Cornel West builds on the winners and losers that Federici discussed to observe the large number of people left out of modern democracies. He also discusses when important change has come about as an undermining of majority-rule. The documentary then turns to a local healthcare group, operating illegally, as an example of people organizing at a local level to solve problems that no one else is.

Later, Wendy Brown discusses the divide in philosophy between philosophers who prioritize individual bodily security, such as Thomas Hobbes, and philosophers who believed in the possibility of collective action, such as Jean-Jacques Rousseau.
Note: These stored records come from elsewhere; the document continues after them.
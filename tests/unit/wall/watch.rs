use super::*;
use crate::wall::events::WallEventKind;

fn config() -> WallConfig {
    WallConfig {
        rows: Some(2),
        jitter_ms: 0,
        seed: Some(4),
        ..WallConfig::default()
    }
}

#[test]
fn script_parses_tagged_events_and_sorts_by_time() {
    let script = WatchScript::from_json(
        r#"[
            {"at": 5000, "type": "visibility", "state": "hidden"},
            {"at": 0, "type": "items", "items": [{"id": "a", "image": "a.jpg"}]},
            {"at": 100, "type": "resize", "width": 250, "height": 318},
            {"at": 200, "type": "config", "config": {"rows": 1}}
        ]"#,
    )
    .unwrap();
    let at: Vec<u64> = script.events().iter().map(|e| e.at.0).collect();
    assert_eq!(at, vec![0, 100, 200, 5000]);
    assert_eq!(
        script.events()[1].event,
        WatchEvent::Resize {
            width: 250.0,
            height: 318.0
        }
    );
    let WatchEvent::Config { config } = &script.events()[2].event else {
        panic!("expected config event");
    };
    assert_eq!(config.rows, Some(1));
    assert_eq!(config.padding, 6);
}

#[test]
fn script_rejects_invalid_config() {
    let err = WatchScript::from_json(
        r#"[{"at": 1, "type": "config", "config": {"aspect_ratio": -2}}]"#,
    )
    .unwrap_err();
    assert!(matches!(err, WallError::Validation(_)));
}

#[test]
fn handle_dispatches_each_event_kind() {
    let mut wall = Wall::new(config(), Viewport::new(200.0, 318.0)).unwrap();
    let items: Vec<Item> = (0..8)
        .map(|i| Item::new(format!("i{i}"), format!("{i}.jpg")))
        .collect();

    wall.handle(WatchEvent::Items { items }, Millis(0)).unwrap();
    assert_eq!(wall.grid().len(), 4);

    wall.handle(
        WatchEvent::Resize {
            width: 250.0,
            height: 318.0,
        },
        Millis(10),
    )
    .unwrap();
    assert_eq!(wall.grid().len(), 6);

    wall.handle(
        WatchEvent::Visibility {
            state: Visibility::Hidden,
        },
        Millis(20),
    )
    .unwrap();
    assert_eq!(wall.visibility(), Visibility::Hidden);

    let err = wall.handle(
        WatchEvent::Config {
            config: WallConfig {
                flip_duration_ms: 0,
                ..config()
            },
        },
        Millis(30),
    );
    assert!(err.is_err());

    let rebuilt = wall
        .drain_events()
        .into_iter()
        .filter(|e| matches!(e.kind, WallEventKind::Rebuilt { .. }))
        .count();
    assert_eq!(rebuilt, 2);
}

#[test]
fn replay_runs_a_whole_session() {
    let script = WatchScript::from_json(
        r#"[
            {"at": 0, "type": "items", "items": [
                {"id": "a", "image": "a.jpg"}, {"id": "b", "image": "b.jpg"},
                {"id": "c", "image": "c.jpg"}, {"id": "d", "image": "d.jpg"},
                {"id": "e", "image": "e.jpg"}, {"id": "f", "image": "f.jpg"}
            ]},
            {"at": 7000, "type": "visibility", "state": "hidden"}
        ]"#,
    )
    .unwrap();
    let mut wall = Wall::new(config(), Viewport::new(200.0, 318.0)).unwrap();
    wall.replay(&script).unwrap();
    wall.advance_to(Millis(60_000));

    let flips = wall
        .drain_events()
        .into_iter()
        .filter(|e| matches!(e.kind, WallEventKind::Flipped { .. }))
        .count();
    // Ticks at 3000 and 6000, then hidden.
    assert_eq!(flips, 2);
}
Brown also presents the question of how to "make a democratic people out of an undemocratic one" and describes it as "our problem today." The film, however, presents a perspective of the people interviewed as people who are civically minded, even when democratic institutions do not work for them.

==Distribution==
The film premiered in June 2018 at the Sheffield Doc/Fest, and was screened at the 2018 Toronto International Film Festival and the 2018 Vancouver International Film Festival.

It was released commercially on January 16, 2019.

== Critical reception ==
On Rotten Tomatoes the film has a rating of 96% based on reviews from 26 critics.
On Metacritic it has a score of 71% based on reviews from 7 critics.

Gary Goldstein of the Los Angeles Times, viewed the film as a "crucial first step" in "surveying anew where democracy stands — and falls — in our present universe." John Defore reviewed the film for The Hollywood Reporter, finding it to be "unfocused" and "scattered", but nonetheless "consistently engaging". Ben Kenigsberg of The New York Times reviewed the film, saying, "Yet the movie has a tendency to take arguments to overbroad ends (should grade school be a democracy?) and is inevitably unwieldy. It's easy to imagine a more cogent film that weighted either philosophy or reportage more heavily." Charlie Phillips awarded four stars to the film, when reviewing it for The Guardian, writing "An extended and good-looking essay, it serves as a sharp reminder to pay attention to politics and to remember that the personal and the local are political."

The film received a Vancouver Film Critics Circle award nomination for Best Canadian Documentary at the Vancouver Film Critics Circle Awards 2018.